START The input
// this_file: backends/fontsel-core/src/favorites.rs

//! Favorite families persisted as a JSON document.
//!
//! The document has the shape `{"favorites": ["Family", ...]}`. Reads treat
//! a missing or malformed document as empty; writes replace the whole file
//! atomically (temp file in the same directory, then rename).

use crate::{FontselError, Result};
use camino::{Utf8Path, Utf8PathBuf};
use serde::{Deserialize, Serialize};
use std::fs;
use std::io::Write;

/// Ordered set of favorite family names, kept in first-insertion order.
#[derive(Debug, Clone, Default, PartialEq, Eq, Serialize, Deserialize)]
pub struct FavoriteSet {
    #[serde(default)]
    favorites: Vec<String>,
}

impl FavoriteSet {
    pub fn new() -> Self {
        Self::default()
    }

    pub fn from_names<I, S>(names: I) -> Self
    where
        I: IntoIterator<Item = S>,
        S: Into<String>,
    {
        let mut set = Self::new();
        for name in names {
            let name = name.into();
            if !set.contains(&name) {
                set.favorites.push(name);
            }
        }
        set
    }

    /// Parse a favorites document, collapsing any duplicate entries.
    pub fn from_json(bytes: &[u8]) -> Result<Self> {
        let raw: FavoriteSet = serde_json::from_slice(bytes)?;
        Ok(Self::from_names(raw.favorites))
    }

    pub fn to_json(&self) -> Result<String> {
        Ok(serde_json::to_string_pretty(self)?)
    }

    pub fn contains(&self, name: &str) -> bool {
        self.favorites.iter().any(|f| f == name)
    }

    /// Add `name` at the end, moving it there if already present.
    pub fn insert(&mut self, name: &str) {
        self.remove(name);
        self.favorites.push(name.to_owned());
    }

    /// Remove every occurrence of `name`. Returns whether it was present.
    pub fn remove(&mut self, name: &str) -> bool {
        let before = self.favorites.len();
        self.favorites.retain(|f| f != name);
        before != self.favorites.len()
    }

    pub fn iter(&self) -> impl Iterator<Item = &str> {
        self.favorites.iter().map(String::as_str)
    }

    pub fn len(&self) -> usize {
        self.favorites.len()
    }

    pub fn is_empty(&self) -> bool {
        self.favorites.is_empty()
    }
}

/// Reads and writes the favorites document at a fixed path.
#[derive(Debug, Clone)]
pub struct FavoriteStore {
    path: Utf8PathBuf,
}

impl FavoriteStore {
    pub fn new(path: impl Into<Utf8PathBuf>) -> Self {
        Self { path: path.into() }
    }

    pub fn path(&self) -> &Utf8Path {
        &self.path
    }

    /// Load the persisted set. Missing or unreadable documents yield an empty set.
    pub fn load(&self) -> FavoriteSet {
        let bytes = match fs::read(&self.path) {
            Ok(bytes) => bytes,
            Err(e) if e.kind() == std::io::ErrorKind::NotFound => return FavoriteSet::new(),
            Err(e) => {
                log::warn!("Failed to read favorites {}: {}", self.path, e);
                return FavoriteSet::new();
            }
        };

        match FavoriteSet::from_json(&bytes) {
            Ok(set) => {
                log::debug!("Loaded {} favorite(s) from {}", set.len(), self.path);
                set
            }
            Err(e) => {
                log::warn!("Ignoring malformed favorites {}: {}", self.path, e);
                FavoriteSet::new()
            }
        }
    }

    /// Overwrite the document with `set`.
    pub fn save(&self, set: &FavoriteSet) -> Result<()> {
        let contents = set.to_json()?;
        self.write_atomic(contents.as_bytes())
            .map_err(|source| FontselError::PersistenceFailure {
                path: self.path.clone(),
                source,
            })?;
        log::debug!("Saved {} favorite(s) to {}", set.len(), self.path);
        Ok(())
    }

    /// Read-modify-write a single family's membership.
    pub fn toggle_favorite(&self, family: &str, is_favorite: bool) -> Result<FavoriteSet> {
        let mut set = self.load();
        if is_favorite {
            set.insert(family);
        } else {
            set.remove(family);
        }
        self.save(&set)?;
        Ok(set)
    }

    fn write_atomic(&self, contents: &[u8]) -> std::io::Result<()> {
        let dir = match self.path.parent() {
            Some(parent) if !parent.as_str().is_empty() => parent,
            _ => Utf8Path::new("."),
        };
        fs::create_dir_all(dir)?;

        let mut tmp = tempfile::NamedTempFile::new_in(dir)?;
        tmp.write_all(contents)?;
        tmp.as_file().sync_all()?;
        tmp.persist(&self.path).map_err(|e| e.error)?;
        Ok(())
    }
}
END The input
**Task requirements**: In the entries above, find each line with the word "Item" and show it.

**Answer for the task**:
        I: IntoIterator<Item = S>,
    pub fn iter(&self) -> impl Iterator<Item = &str> {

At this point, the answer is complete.